My child came home from school a few weeks back and said that another kid in his class spanked him and sent him to the corner. Today one of his friends pushed him down while they were waiting to go in. In front of everyone. You asked your child to tell mine that he was sorry and your kid refused. He looked my kid straight in the eye and REFUSED to say he was sorry. HE PUSHED my kid to the ground. That in itself demands an apology. What did my kid do to him? Absolutely nothing. Then when my child told the teacher about it while they were lining up, your kid pointed his finger in my kids face. REALLY? SERIOUSLY? Do you know that it took everything I had not to march up to you and demand an apology? 
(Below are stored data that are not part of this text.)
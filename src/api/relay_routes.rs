//! REST alternative to the WS command frame, plus the audit-log reader (§6)
//!
//! A REST-submitted command has no session of its own, so the "from" device
//! for routing purposes is derived from the target host's paired client
//! rather than taken off a live connection.

use std::sync::Arc;

use axum::extract::{Query, State};
use axum::routing::{get, post};
use axum::{Json, Router};
use serde::{Deserialize, Serialize};
use serde_json::{json, Value};

use super::middleware::AuthenticatedAccount;
use super::ApiState;
use crate::db::DeviceKind;
use crate::router::RouterReply;
use crate::{Error, Result};

pub fn router() -> Router<Arc<ApiState>> {
    Router::new()
        .route("/sms", post(send_sms))
        .route("/call", post(place_call))
        .route("/history", get(history))
}

#[derive(Deserialize)]
struct SmsRequest {
    host_device_id: i64,
    sim: u8,
    to: String,
    body: String,
    req_id: Option<String>,
}

#[derive(Deserialize)]
struct CallRequest {
    host_device_id: i64,
    sim: u8,
    to: String,
    req_id: Option<String>,
}

#[derive(Serialize)]
struct CommandResponse {
    status: &'static str,
    req_id: Option<String>,
}

async fn send_sms(
    State(state): State<Arc<ApiState>>,
    AuthenticatedAccount(account_id): AuthenticatedAccount,
    Json(body): Json<SmsRequest>,
) -> Result<Json<CommandResponse>> {
    let frame = json!({
        "type": "command",
        "cmd": "SEND_SMS",
        "sim": body.sim,
        "to": body.to,
        "body": body.body,
        "req_id": body.req_id,
    });
    submit_command(&state, account_id, body.host_device_id, &frame)
}

async fn place_call(
    State(state): State<Arc<ApiState>>,
    AuthenticatedAccount(account_id): AuthenticatedAccount,
    Json(body): Json<CallRequest>,
) -> Result<Json<CommandResponse>> {
    let frame = json!({
        "type": "command",
        "cmd": "PLACE_CALL",
        "sim": body.sim,
        "to": body.to,
        "req_id": body.req_id,
    });
    submit_command(&state, account_id, body.host_device_id, &frame)
}

/// Route one REST-originated command through the same message router a WS
/// frame would use, on behalf of the host's paired client device
fn submit_command(
    state: &ApiState,
    account_id: i64,
    host_device_id: i64,
    frame: &Value,
) -> Result<Json<CommandResponse>> {
    state.devices.require_owned(host_device_id, account_id, DeviceKind::Host)?;

    let from_device_id = state
        .pairings
        .peer_of(host_device_id)?
        .ok_or_else(|| Error::NotFound("host has no paired client".into()))?;

    let reply = state.message_router.route(from_device_id, &frame.to_string())?;

    let status = match reply {
        RouterReply::None => "delivered",
        RouterReply::Queued { .. } => "queued",
        RouterReply::Error(message) => return Err(Error::BadRequest(message)),
        // Commands never produce these replies; only events and webrtc do.
        RouterReply::TargetOffline { .. } | RouterReply::Pong => "delivered",
    };

    Ok(Json(CommandResponse {
        status,
        req_id: frame.get("req_id").and_then(Value::as_str).map(ToString::to_string),
    }))
}

#[derive(Deserialize)]
struct HistoryQuery {
    #[serde(default = "default_limit")]
    limit: i64,
    #[serde(default)]
    offset: i64,
}

const fn default_limit() -> i64 {
    50
}

#[derive(Serialize)]
struct HistoryResponse {
    items: Vec<HistoryItem>,
    total: i64,
    offset: i64,
    limit: i64,
}

#[derive(Serialize)]
struct HistoryItem {
    id: i64,
    from_device_id: i64,
    to_device_id: i64,
    kind: String,
    payload: String,
    created_at: chrono::DateTime<chrono::Utc>,
}

async fn history(
    State(state): State<Arc<ApiState>>,
    AuthenticatedAccount(account_id): AuthenticatedAccount,
    Query(query): Query<HistoryQuery>,
) -> Result<Json<HistoryResponse>> {
    let page = state.message_log.page_for_account(account_id, query.limit, query.offset)?;
    Ok(Json(HistoryResponse {
        items: page
            .items
            .into_iter()
            .map(|entry| HistoryItem {
                id: entry.id,
                from_device_id: entry.from_device_id,
                to_device_id: entry.to_device_id,
                kind: entry.kind,
                payload: entry.payload,
                created_at: entry.created_at,
            })
            .collect(),
        total: page.total,
        offset: query.offset,
        limit: query.limit,
    }))
}
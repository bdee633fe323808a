//! Audit log retention sweep (§4.8)
//!
//! Every forwarded command and event is already persisted by the router via
//! [`crate::db::MessageLogRepo::append`]. This module only owns the
//! retention horizon: a sweep at startup, then once every 24 hours,
//! cancellable at shutdown.

use std::time::Duration;

use tokio::sync::watch;

use crate::db::MessageLogRepo;

/// Default retention horizon in days
pub const DEFAULT_RETENTION_DAYS: i64 = 90;

/// Rows deleted per sweep transaction, to avoid a single long-running
/// delete against the store
const SWEEP_CHUNK_SIZE: i64 = 500;

/// Interval between scheduled sweeps
const SWEEP_INTERVAL: Duration = Duration::from_secs(24 * 60 * 60);

/// Run the retention sweep once now, logging the outcome
pub fn sweep_once(message_log: &MessageLogRepo, retention_days: i64) {
    match message_log.sweep_expired(retention_days, SWEEP_CHUNK_SIZE) {
        Ok(deleted) => tracing::info!(deleted, retention_days, "retention sweep complete"),
        Err(e) => tracing::warn!(error = %e, "retention sweep failed"),
    }
}

/// Spawn the recurring retention sweep: once immediately, then every 24h
/// until `shutdown` fires
pub fn spawn_scheduler(message_log: MessageLogRepo, retention_days: i64, mut shutdown: watch::Receiver<bool>) {
    tokio::spawn(async move {
        sweep_once(&message_log, retention_days);

        loop {
            tokio::select! {
                changed = shutdown.changed() => {
                    if changed.is_err() || *shutdown.borrow() {
                        tracing::info!("retention sweep scheduler shutting down");
                        return;
                    }
                }
                () = tokio::time::sleep(SWEEP_INTERVAL) => {
                    sweep_once(&message_log, retention_days);
                }
            }
        }
    });
}
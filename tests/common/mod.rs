//! Shared test utilities

use std::sync::Arc;
use std::time::Duration;

use axum::Router;
use relaybridge::api::ApiState;
use relaybridge::db::{
    AccountRepo, DbPool, DeviceRepo, MessageLogRepo, PairingCodeRepo, PairingRepo,
    PendingCommandRepo,
};
use relaybridge::rate_limit::RateLimiter;
use relaybridge::registry::Registry;
use relaybridge::router::Router as MessageRouter;
use relaybridge::{db, Identity, PairingService};

/// Set up an in-memory test database
#[must_use]
pub fn setup_test_db() -> DbPool {
    db::init_memory().expect("failed to init test db")
}

/// Token secret shared between `build_test_router` and `bearer_token` so
/// tokens minted by one verify against the other
const TEST_SECRET: &[u8] = b"test-secret";

/// Build the full API router over a test database, without binding a
/// listener
#[must_use]
pub fn build_test_router(db: DbPool) -> Router {
    let accounts = AccountRepo::new(db.clone());
    let devices = DeviceRepo::new(db.clone());
    let pairings = PairingRepo::new(db.clone());
    let pairing_codes = PairingCodeRepo::new(db.clone());
    let pending = PendingCommandRepo::new(db.clone());
    let message_log = MessageLogRepo::new(db.clone());

    let pairing_service = PairingService::new(devices.clone(), pairing_codes.clone(), pairings.clone());
    let registry = Arc::new(Registry::new());
    let message_router = MessageRouter::new(registry.clone(), pairings.clone(), pending.clone(), message_log.clone());

    let state = Arc::new(ApiState {
        db,
        accounts,
        devices,
        pairings,
        pairing_codes,
        pending,
        message_log,
        identity: Identity::new(TEST_SECRET.to_vec(), None),
        pairing_service,
        registry,
        message_router,
        login_limiter: Arc::new(RateLimiter::default()),
        pair_confirm_limiter: Arc::new(RateLimiter::default()),
        ping_interval: Duration::from_secs(30),
    });

    Router::new()
        .merge(relaybridge::api::auth_routes::router())
        .merge(relaybridge::api::devices::router())
        .merge(relaybridge::api::pair_routes::router())
        .merge(relaybridge::api::relay_routes::router())
        .merge(relaybridge::api::ws_routes::router())
        .merge(relaybridge::api::health::ready_router())
        .merge(relaybridge::api::health::router())
        .with_state(state)
}

/// Mint a bearer header value for the given account id, using the same
/// secret `build_test_router` configures
#[must_use]
pub fn bearer_header(account_id: i64) -> String {
    let identity = Identity::new(TEST_SECRET.to_vec(), None);
    format!("Bearer {}", identity.mint_token(account_id))
}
I'm so mad. Frustrated. Furious is actually more like it. I want to scream at the top of my lungs and tell my child to just punch yours in the face. But instead, I'm praying for you. I'm praying that God will help you get better control of your child. Maybe you're praying for the same thing too. Maybe you're at your wits end with him and have no hope left. I get it. We've all been there before. I'm praying that you get through these tough times and that your kid will eventually "grow" out of it and start playing nice again. I'm praying that you realize that maybe this too is just a phase. Maybe he's acting out because he's not the only child anymore. Maybe he's not used to being around so many kids. I don't know. I just don't know because I don't walk in your shoes. But I do hope that one day things get better. I hope you know that you're not alone and that we have all struggled with our kids being disobedient. 

I hope you realize where I'm coming from. I hope you know that I'm not trying to put you down, but instead I'm trying to explain that yes, we've all been there but there is hope. I hope you understand where I'm coming from in the sense that I don't like my kid getting picked on. I don't like bullies. I want to protect my children and I don't want them to ever have to face a bully. They're only in Pre-K... my goodness, their only worry should be whether or not they are going outside to play that day. I want my child to leave each day for school happy and excited to see his friends and play. I don't want him dreading the thought of going to school because he's getting bullied. 

I'm that mom. I'm the mom that will stand up for my children no matter what the situation. I'm that mom that teach my children to be polite and understanding of others. To help instead of hurt. Though sometimes I want them to just stand up for themselves- I will teach them to handle situations in the right way. I see you doing the same... I pray that we can all get there and have a bully-free zone at school for our kids.